**Problem to work on:** Go line by line through the listing below and copy those that hold "PhantomData".

**Recorded data:**
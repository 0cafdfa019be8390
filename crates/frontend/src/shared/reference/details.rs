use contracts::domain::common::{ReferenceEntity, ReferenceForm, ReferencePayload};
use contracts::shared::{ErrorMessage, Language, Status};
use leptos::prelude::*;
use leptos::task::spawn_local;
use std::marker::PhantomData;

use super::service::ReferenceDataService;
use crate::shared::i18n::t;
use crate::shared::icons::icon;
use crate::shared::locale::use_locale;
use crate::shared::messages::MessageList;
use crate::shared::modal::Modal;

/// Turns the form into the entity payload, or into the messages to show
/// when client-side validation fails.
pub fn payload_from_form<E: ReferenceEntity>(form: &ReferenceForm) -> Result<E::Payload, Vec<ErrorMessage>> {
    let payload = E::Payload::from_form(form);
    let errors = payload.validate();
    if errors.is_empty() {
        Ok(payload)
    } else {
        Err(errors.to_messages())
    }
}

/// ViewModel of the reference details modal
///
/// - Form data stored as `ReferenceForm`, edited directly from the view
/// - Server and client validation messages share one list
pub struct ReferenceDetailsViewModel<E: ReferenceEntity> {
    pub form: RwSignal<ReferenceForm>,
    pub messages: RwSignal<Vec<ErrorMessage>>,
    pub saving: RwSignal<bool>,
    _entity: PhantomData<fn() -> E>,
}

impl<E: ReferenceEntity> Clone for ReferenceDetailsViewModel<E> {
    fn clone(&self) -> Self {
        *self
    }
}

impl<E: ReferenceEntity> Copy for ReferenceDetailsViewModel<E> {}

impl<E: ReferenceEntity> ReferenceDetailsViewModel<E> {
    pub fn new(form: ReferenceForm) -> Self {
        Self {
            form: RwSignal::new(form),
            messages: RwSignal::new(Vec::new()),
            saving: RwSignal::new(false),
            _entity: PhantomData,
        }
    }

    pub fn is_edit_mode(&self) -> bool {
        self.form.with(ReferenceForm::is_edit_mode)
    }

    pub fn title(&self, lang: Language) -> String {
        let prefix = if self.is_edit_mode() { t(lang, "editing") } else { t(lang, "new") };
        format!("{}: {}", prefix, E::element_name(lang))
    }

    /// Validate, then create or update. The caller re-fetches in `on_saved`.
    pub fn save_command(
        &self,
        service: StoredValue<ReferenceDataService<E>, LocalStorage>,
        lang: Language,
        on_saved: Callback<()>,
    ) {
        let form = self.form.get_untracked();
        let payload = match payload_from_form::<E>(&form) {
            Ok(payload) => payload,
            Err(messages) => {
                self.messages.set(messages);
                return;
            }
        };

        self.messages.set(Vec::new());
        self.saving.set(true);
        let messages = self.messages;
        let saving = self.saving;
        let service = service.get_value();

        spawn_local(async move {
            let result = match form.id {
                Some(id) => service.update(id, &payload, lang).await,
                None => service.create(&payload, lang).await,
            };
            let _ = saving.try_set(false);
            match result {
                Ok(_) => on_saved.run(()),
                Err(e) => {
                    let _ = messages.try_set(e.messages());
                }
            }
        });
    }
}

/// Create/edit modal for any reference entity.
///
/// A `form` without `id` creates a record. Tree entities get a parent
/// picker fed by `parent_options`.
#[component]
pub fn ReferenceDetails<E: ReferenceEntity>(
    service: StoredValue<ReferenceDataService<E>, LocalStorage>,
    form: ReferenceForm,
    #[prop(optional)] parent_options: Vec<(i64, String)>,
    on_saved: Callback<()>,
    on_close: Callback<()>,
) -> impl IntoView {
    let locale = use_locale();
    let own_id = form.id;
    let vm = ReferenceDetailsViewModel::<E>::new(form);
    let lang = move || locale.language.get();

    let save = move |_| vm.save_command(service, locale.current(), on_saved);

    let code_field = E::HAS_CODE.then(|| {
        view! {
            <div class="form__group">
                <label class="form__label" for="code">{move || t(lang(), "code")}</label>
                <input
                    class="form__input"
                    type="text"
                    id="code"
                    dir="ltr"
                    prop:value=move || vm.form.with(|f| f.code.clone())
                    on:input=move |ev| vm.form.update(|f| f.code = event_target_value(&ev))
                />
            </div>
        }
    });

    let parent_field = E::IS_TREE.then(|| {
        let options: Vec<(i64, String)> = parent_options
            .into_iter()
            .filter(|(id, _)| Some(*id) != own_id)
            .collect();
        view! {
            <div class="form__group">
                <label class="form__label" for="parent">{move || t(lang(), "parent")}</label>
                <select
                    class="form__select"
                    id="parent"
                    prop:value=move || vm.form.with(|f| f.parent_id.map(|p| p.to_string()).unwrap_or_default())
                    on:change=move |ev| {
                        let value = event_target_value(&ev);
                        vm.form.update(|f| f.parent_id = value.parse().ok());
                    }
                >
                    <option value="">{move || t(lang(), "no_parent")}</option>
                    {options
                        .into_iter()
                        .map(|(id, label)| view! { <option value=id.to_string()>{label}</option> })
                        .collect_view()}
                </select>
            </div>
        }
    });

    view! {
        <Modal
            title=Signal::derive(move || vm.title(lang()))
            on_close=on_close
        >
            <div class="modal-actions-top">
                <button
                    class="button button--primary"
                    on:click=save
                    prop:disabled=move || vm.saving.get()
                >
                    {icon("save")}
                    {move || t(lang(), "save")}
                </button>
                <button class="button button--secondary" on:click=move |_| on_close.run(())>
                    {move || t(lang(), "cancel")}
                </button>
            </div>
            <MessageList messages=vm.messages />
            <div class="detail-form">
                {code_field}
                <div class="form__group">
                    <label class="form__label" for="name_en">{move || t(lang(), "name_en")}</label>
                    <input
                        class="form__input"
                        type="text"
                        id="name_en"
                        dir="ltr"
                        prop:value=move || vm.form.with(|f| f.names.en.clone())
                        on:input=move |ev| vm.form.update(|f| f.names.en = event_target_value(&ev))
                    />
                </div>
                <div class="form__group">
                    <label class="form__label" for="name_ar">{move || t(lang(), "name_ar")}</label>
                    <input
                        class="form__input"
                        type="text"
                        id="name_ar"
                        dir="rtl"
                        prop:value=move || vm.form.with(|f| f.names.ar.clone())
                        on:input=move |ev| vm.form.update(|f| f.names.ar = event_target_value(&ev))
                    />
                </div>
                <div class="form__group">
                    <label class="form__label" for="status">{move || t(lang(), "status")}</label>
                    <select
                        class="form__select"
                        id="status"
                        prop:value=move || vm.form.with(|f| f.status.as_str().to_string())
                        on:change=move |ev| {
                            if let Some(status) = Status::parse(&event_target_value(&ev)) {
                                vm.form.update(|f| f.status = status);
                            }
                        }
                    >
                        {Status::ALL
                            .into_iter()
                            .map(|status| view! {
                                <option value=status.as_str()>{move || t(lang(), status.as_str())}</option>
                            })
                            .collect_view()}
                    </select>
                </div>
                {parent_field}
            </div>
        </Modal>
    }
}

**Result of the exercise:**
use std::marker::PhantomData;
    _entity: PhantomData<fn() -> E>,
            _entity: PhantomData,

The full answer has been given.